A federal-state coordination mechanism works when both levels of government extract something from it that they cannot get elsewhere: access to resources, a veto over decisions that affect them, political cover, or information. Where a mechanism offers none of these, attendance decays within three to six months regardless of how well the structure is drawn.

02

Anchor the mechanism to a decision that matters

The most durable coordination structures we have supported are anchored to a recurring decision with real stakes: the allocation of a grant window, the endorsement of a sector investment plan, the certification of readiness for a programme tranche. When the mechanism is the place where that decision is made, participation becomes self-enforcing.

This has a practical implication for programme design. Do not build a coordination body and then look for content to feed it. Identify the decision first, then build the smallest structure capable of making it legitimately.

03

Secretariats: small, permanent, and paid for locally where possible

A coordination mechanism without a secretariat produces meetings without memory. But the common donor response, embedding a large internationally financed secretariat, creates a different failure: the mechanism becomes a project, and dies with the project.

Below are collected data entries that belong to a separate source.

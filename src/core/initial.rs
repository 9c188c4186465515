//! Rewriting `initial` children so a machine starts deep inside a substate.

use super::node::StateNode;
use super::path::StatePath;
use super::tree::StateTree;
use crate::error::MachineError;

/// Build a new tree in which every node along `start` declares the next
/// segment as its `initial` child.
///
/// The root's `initial` becomes the first segment, that child's `initial`
/// becomes the second, and so on. The node named by the final segment keeps
/// its own defaults, so a compound terminal still descends through the
/// tree's original `initial` chain. The input tree is left untouched.
///
/// # Example
///
/// ```rust
/// use statecraft::core::{StateNode, StatePath, StateTree};
///
/// let sub = StateNode::builder("sub")
///     .initial("one")
///     .state(StateNode::builder("one").build().unwrap())
///     .state(StateNode::builder("two").build().unwrap())
///     .build()
///     .unwrap();
/// let root = StateNode::builder("machine")
///     .initial("idle")
///     .state(StateNode::builder("idle").build().unwrap())
///     .state(sub)
///     .build()
///     .unwrap();
/// let base = StateTree::new(root).unwrap();
///
/// let started = base.with_start_path(&StatePath::parse("sub.two")).unwrap();
/// assert_eq!(started.leaf_of(&StatePath::root()).unwrap(), StatePath::parse("sub.two"));
/// assert_eq!(base.leaf_of(&StatePath::root()).unwrap(), StatePath::parse("idle"));
/// ```
pub fn apply_start_path(base: &StateTree, start: &StatePath) -> Result<StateTree, MachineError> {
    let root = with_initial_chain(base.root(), start.segments(), &StatePath::root())?;
    StateTree::new(root)
}

fn with_initial_chain(
    node: &StateNode,
    segments: &[String],
    path: &StatePath,
) -> Result<StateNode, MachineError> {
    let Some((first, rest)) = segments.split_first() else {
        return Ok(node.clone());
    };
    let child_path = path.child(first);
    let child = node.child(first).ok_or_else(|| MachineError::UnknownState {
        path: child_path.to_string(),
    })?;

    let mut rebuilt = node.clone();
    rebuilt.initial = Some(first.clone());
    if !rest.is_empty() {
        let rebuilt_child = with_initial_chain(child, rest, &child_path)?;
        rebuilt.children.insert(first.clone(), rebuilt_child);
    }
    Ok(rebuilt)
}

The workable middle ground is a small permanent secretariat of two to four staff, hosted inside a government institution rather than beside it, with running costs that a ministry budget can plausibly absorb at handover. We have seen this model survive two electoral transitions; we have not seen the large parallel secretariat model survive one.

04

Design for asymmetry

Federal member states are not equally staffed, equally resourced, or equally interested in any given sector. Mechanisms that assume symmetrical capacity produce asymmetrical resentment. Practical accommodations, rotating chairs, differentiated reporting requirements, and travel support budgeted from the outset, cost little and remove the most common early grievances.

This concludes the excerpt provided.